The book builds upon works by Avicenna, Akhaveiny, and other doctors of traditional medicine written in the fifth century or before.
This Iranian traditional medicinal book has been translated into other languages such as Turkish, Urdu, and Hebrew, and by the author himself into Arabic. After writing this encyclopedic book, Gorgani wrote Khafi Alayee as a contraction of it.

==Provenance==
At five places in the volume (fols. 75a, 76a, 95a, 98b, and 162b), a later hand in a fine calligraphic script has repeated the following statement: "The owner and possessor of this medical book called Jawahir al-maqal is Khamrah Aghā ibn Rustum ibn Muḥammad Aghā ibn Khiḍr Aghā ibn Mīr Khamrah ibn Mīr Mīzā ibn Aḥmad Beg, in the year 1211 [= 1796–7]." An owner's stamp accompanies these inscriptions. Schullian/Sommer (Cat. of incun. & MSS., p. 338) initially interpreted this name as that of the compiler of the collection, however, the inscription clearly indicates that this is the name of a later owner.

The volume was acquired in 1941 by the Army Medical Library from A.S. Yahuda, who had obtained it in Ebril in northern Iraq (ELS 1685 med 45).

==Contents ==
Zakhira-i Khvarazm'Shahi contains 10 chapters and a preface. The preface describes the ecology of the Khorezm and the foods and nutrition of the people of the Khorezm (now called Khorasan). Chapter one is about the importance of medicine, human anatomy, and general pathophysiology. Chapter two is related to symptoms and signs of the diseases and methods of treatment, sphygmology ("sphygmo" in Greek means pulse), and any liquid material excreted from the body (such as sweat and urine).
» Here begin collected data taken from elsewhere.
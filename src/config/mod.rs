//! Configuration for manifest generation.
//!
//! Settings come from two layers, later layers winning:
//!
//! 1. `deptemplate.toml` in the working directory, or the file passed with
//!    `--config`
//! 2. command-line flags
//!
//! ```toml
//! artifact-template-file = "templates/artifact.tpl"
//! main-template-file = "templates/main.tpl"
//! exclude-transitive = false
//! exclude-group-ids = ["org.junit", "org.hamcrest"]
//! exclude-classifiers = ["tests"]
//! output-file = "target/classes/dependencies.txt"
//! output-property = "project.dependency.list"
//! charset = "UTF-8"
//! separator = ","
//! line-break = true
//! ```
//!
//! Relative template and output paths in the file resolve against the
//! directory holding the file. Exclusion entries may themselves be comma
//! separated lists; blank entries are ignored.

pub mod charset;
mod parser;

use anyhow::{Context, Result};
use serde::{Deserialize, Serialize};
use std::path::{Path, PathBuf};

pub use charset::Charset;
pub use parser::parse_config;

use crate::constants::{CONFIG_FILE_NAME, DEFAULT_ARTIFACT_TEMPLATE, DEFAULT_MAIN_TEMPLATE, LINE_BREAK};
use crate::filter::{ArtifactFilter, ExclusionSet};
use crate::utils::read_text_file;

/// Options of one generation run. Every field is optional so layers can be
/// merged; accessors apply the defaults.
#[derive(Debug, Clone, Default, PartialEq, Eq, Serialize, Deserialize)]
#[serde(rename_all = "kebab-case", default, deny_unknown_fields)]
pub struct GenerateConfig {
    pub main_template_file: Option<PathBuf>,
    pub artifact_template_file: Option<PathBuf>,
    pub exclude_transitive: Option<bool>,
    pub exclude_group_ids: Vec<String>,
    pub exclude_artifact_ids: Vec<String>,
    pub exclude_classifiers: Vec<String>,
    pub exclude_types: Vec<String>,
    pub output_file: Option<PathBuf>,
    pub output_property: Option<String>,
    pub charset: Option<String>,
    pub separator: Option<String>,
    pub line_break: Option<bool>,
}

impl GenerateConfig {
    /// Load configuration.
    ///
    /// With `explicit` set, that file must exist. Otherwise
    /// `deptemplate.toml` in `working_dir` is used when present, and the
    /// defaults when not.
    pub fn load(explicit: Option<&Path>, working_dir: &Path) -> Result<Self> {
        let path = match explicit {
            Some(path) => {
                if !path.exists() {
                    return Err(anyhow::anyhow!("Configuration file not found: {}", path.display()));
                }
                path.to_path_buf()
            }
            None => {
                let candidate = working_dir.join(CONFIG_FILE_NAME);
                if !candidate.exists() {
                    tracing::debug!("No {CONFIG_FILE_NAME} in {}, using defaults", working_dir.display());
                    return Ok(Self::default());
                }
                candidate
            }
        };

        tracing::debug!("Loading configuration from {}", path.display());
        let config: Self = parse_config(&path)
            .with_context(|| format!("Failed to load configuration: {}", path.display()))?;

        let base_dir = path.parent().unwrap_or(working_dir);
        Ok(config.resolve_paths(base_dir))
    }

    /// Make relative paths absolute against `base_dir`.
    #[must_use]
    pub fn resolve_paths(mut self, base_dir: &Path) -> Self {
        let resolve = |path: Option<PathBuf>| {
            path.map(|p| if p.is_relative() { base_dir.join(p) } else { p })
        };
        self.main_template_file = resolve(self.main_template_file.take());
        self.artifact_template_file = resolve(self.artifact_template_file.take());
        self.output_file = resolve(self.output_file.take());
        self
    }

    /// Layer `overrides` on top of `self`: set options win, exclusion lists
    /// are appended.
    #[must_use]
    pub fn merge(mut self, overrides: Self) -> Self {
        self.main_template_file = overrides.main_template_file.or(self.main_template_file);
        self.artifact_template_file =
            overrides.artifact_template_file.or(self.artifact_template_file);
        self.exclude_transitive = overrides.exclude_transitive.or(self.exclude_transitive);
        self.exclude_group_ids.extend(overrides.exclude_group_ids);
        self.exclude_artifact_ids.extend(overrides.exclude_artifact_ids);
        self.exclude_classifiers.extend(overrides.exclude_classifiers);
        self.exclude_types.extend(overrides.exclude_types);
        self.output_file = overrides.output_file.or(self.output_file);
        self.output_property = overrides.output_property.or(self.output_property);
        self.charset = overrides.charset.or(self.charset);
        self.separator = overrides.separator.or(self.separator);
        self.line_break = overrides.line_break.or(self.line_break);
        self
    }

    pub fn exclude_transitive(&self) -> bool {
        self.exclude_transitive.unwrap_or(false)
    }

    pub fn line_break(&self) -> bool {
        self.line_break.unwrap_or(true)
    }

    /// Separator placed between rendered artifacts: the configured separator
    /// (empty if unset) followed by a line break unless disabled.
    pub fn effective_separator(&self) -> String {
        let mut separator = self.separator.clone().unwrap_or_default();
        if self.line_break() {
            separator.push_str(LINE_BREAK);
        }
        separator
    }

    /// # Errors
    ///
    /// [`crate::core::DepTemplateError::UnsupportedCharset`] for unknown names.
    pub fn charset(&self) -> Result<Charset> {
        match &self.charset {
            Some(name) => Ok(name.parse()?),
            None => Ok(Charset::default()),
        }
    }

    pub fn artifact_filter(&self) -> ArtifactFilter {
        ArtifactFilter::new(
            exclusion_set(&self.exclude_group_ids),
            exclusion_set(&self.exclude_artifact_ids),
            exclusion_set(&self.exclude_classifiers),
            exclusion_set(&self.exclude_types),
        )
    }

    /// The artifact template: the override file's content, or the default.
    pub fn artifact_template(&self) -> Result<String> {
        load_template(self.artifact_template_file.as_deref(), DEFAULT_ARTIFACT_TEMPLATE, self.charset()?)
    }

    /// The outer template: the override file's content, or the default.
    pub fn main_template(&self) -> Result<String> {
        load_template(self.main_template_file.as_deref(), DEFAULT_MAIN_TEMPLATE, self.charset()?)
    }
}

fn load_template(path: Option<&Path>, default: &str, charset: Charset) -> Result<String> {
    match path {
        Some(path) => {
            tracing::debug!("Reading template {} as {charset}", path.display());
            read_text_file(path, charset)
        }
        None => Ok(default.to_string()),
    }
}

/// Split comma separated entries; blank entries are skipped.
fn exclusion_set(entries: &[String]) -> ExclusionSet {
    ExclusionSet::from_optional(entries.iter().flat_map(|entry| entry.split(',')).map(|value| {
        let value = value.trim();
        if value.is_empty() {
            None
        } else {
            Some(value)
        }
    }))
}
Chapter three is about the water and weather, nutrition, exercise, emotions, sleep and wakefulness, and methods of treatment for children and the elderly. Chapter four is about the differential diagnoses and course of diseases. Chapter five defines fever categories and natural moisture and its relation with fever. In chapter six, he writes about treatment of any diseases that relate to the head, cervix, and the upper and lower limbs and trunk. In chapter seven of his book, he writes about methods of treatment of different types of wounds, inflammations, oncology, burns by hot water, hot oil and fire, cauterization, and orthopedics. Chapter eight is about diseases that relate to the integument system such as general dermatology, hair pathology, fatness, weight loss and methods of treatment of it. Chapter nine contain topic about the toxins, drugs, animal bites and rabidity, and insects stings. Finally in chapter ten, he writes about the classification of drugs and basic pharmacology, drugs for the ear, eye, nose and mouth, epilepsy, stroke, and pharmacological terminology.